Uncommon Common Sense

By Bill Frayer

This email address is being protected from spambots. You need JavaScript enabled to view it.

Moneyball and Your Life

 

Bill-Frayer-2010I am a baseball fan.  I love the game. I like everything about the game: its complexity, its leisurely pace; the diamond green oasis in the middle of a concrete environment; its tradition and legends; the fact that a game takes as long as it takes, without regard for an artificial clock; and even the unpredictability of the umpires who, except for home runs, cannot be overruled by the “instant replay.” Now that it’s February, we all know that pitchers and catchers will be reporting for spring training within a couple of weeks. 

Perhaps the most interesting characteristic about baseball is that it is, at its essence, a thinking person’s game.  There is a lot of planning and minute strategy which goes into winning a game.  If you saw the film Moneyball released last fall, you know what I mean.  The film is about Billy Beane, the now-legendary general Manager of the Oakland A’s, a small-market team without as much money as some of the rich teams like the Red Sox and the Yankees.  It is about how Beane used Bill James’ system of sabermetrics to help the A’s win more games.  Sabermetrics relies on evidence garnered from a player’s statistics to make decisions about which players to sign and use in particular positions. 

What made Beane’s approach so controversial is that it used statistics and logic, not intuition and hunch, which went against generations of tradition in professional baseball.  It worked very well, and now many teams subscribe to sabermetric principles.  My beloved Red Sox, who had failed to win a World Series since 1918, adopted Beane’s ideas and won two championships in 2004 and 2007.  The principles are now being applied to making decisions in other professional sports as well. 

Now an interesting question: to what degree might we apply the same approach to making decisions in our own lives?  In other words, in what areas where we tend to use more intuitive or anecdotal methods might we apply logical, statistical decision-making principles to generate better outcomes?
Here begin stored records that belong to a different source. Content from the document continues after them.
impl OutboundTransport for MongoDbOutboundTransport {
    fn component_id(&self) -> &str {
        &self.component_id
    }

    fn apply_configuration(&self) -> Result<(), LifecycleError> {
        let mut applied = self.lifecycle();

        let config = match MongoOutboundConfiguration::from_configuration(&self.config_source) {
            Ok(config) => config,
            Err(e) => {
                self.fail(e.to_string());
                return Err(e).context(Configuration);
            }
        };

        debug!(component_id = %self.component_id, endpoint = %config.endpoint(), "Applying configuration.");
        *applied = config;

        if self.state.load() == RunningState::Started {
            self.connect(&applied)
        } else {
            Ok(())
        }
    }

    fn start(&self) -> Result<(), LifecycleError> {
        let applied = self.lifecycle();
        if self.state.load().is_running() {
            return Ok(());
        }

        debug!(component_id = %self.component_id, "Starting transport.");
        self.connect(&applied)
    }

    fn stop(&self) {
        let _applied = self.lifecycle();

        self.state.store(RunningState::Stopping);
        self.cleanup();
        self.status.store(Arc::new(String::new()));
        self.state.store(RunningState::Stopped);

        info!(component_id = %self.component_id, "Transport stopped.");
    }

    fn receive(&self, buffer: &mut BytesMut, channel_id: &str) {
        self.statistics.event_received();

        if self.state.load() != RunningState::Started {
            self.statistics.event_dropped_not_started();
            return;
        }

        let Some(handle) = self.handle.load_full() else {
            self.statistics.event_dropped_not_started();
            return;
        };

        let parsed = match self.decoder.decode(buffer) {
            Ok(text) => parse_document(text),
            Err(e) => {
                self.statistics.decode_error();
                debug!(
                    component_id = %self.component_id,
                    channel_id,
                    encoding = e.encoding(),
                    valid_up_to = e.valid_up_to(),
                    error_len = ?e.error_len(),
                    len = buffer.len(),
                    error = %e,
                    "Failed to decode event."
                );
                buffer.clear();
                return;
            }
        };

        match parsed {
            Ok(document) => self.insert(&handle, document, channel_id),
            Err(e) => {
                self.statistics.parse_error();
                let kind = match &e {
                    ParseError::Syntax { .. } => "syntax",
                    ParseError::NotADocument { .. } => "not_a_document",
                    ParseError::ExtendedJson { .. } => "extended_json",
                };
                warn!(component_id = %self.component_id, channel_id, kind, error = %e, "Failed to parse event.");
            }
        }
    }

    fn running_state(&self) -> RunningState {
        self.state.load()
    }

    fn status_details(&self) -> String {
        self.status.load().as_str().to_string()
    }

    fn statistics(&self) -> StatisticsSnapshot {
        self.statistics.snapshot()
    }
}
Perhaps the most obvious is in our health care.  How much accurate information do we use in deciding how to take care of our bodies?  Do we base our decisions on what drugs or supplements to take, what food to eat, and what kind of exercise to get on substantial statistical evidence?  When we read some claim about health, do we really know what evidence this claim is based on? How much do our doctors really know about the drugs they prescribe?  There is a statistical track record for older drugs but much less for newer ones.

After researching the connection between diet and disease, my wife and I decided to move to a plant-based diet.  Our decision was based on what seems to be good statistical information about the benefits of a vegan diet.  Of course, there is sometimes conflicting information about diet, but how many people actively research the effect of diet on health? 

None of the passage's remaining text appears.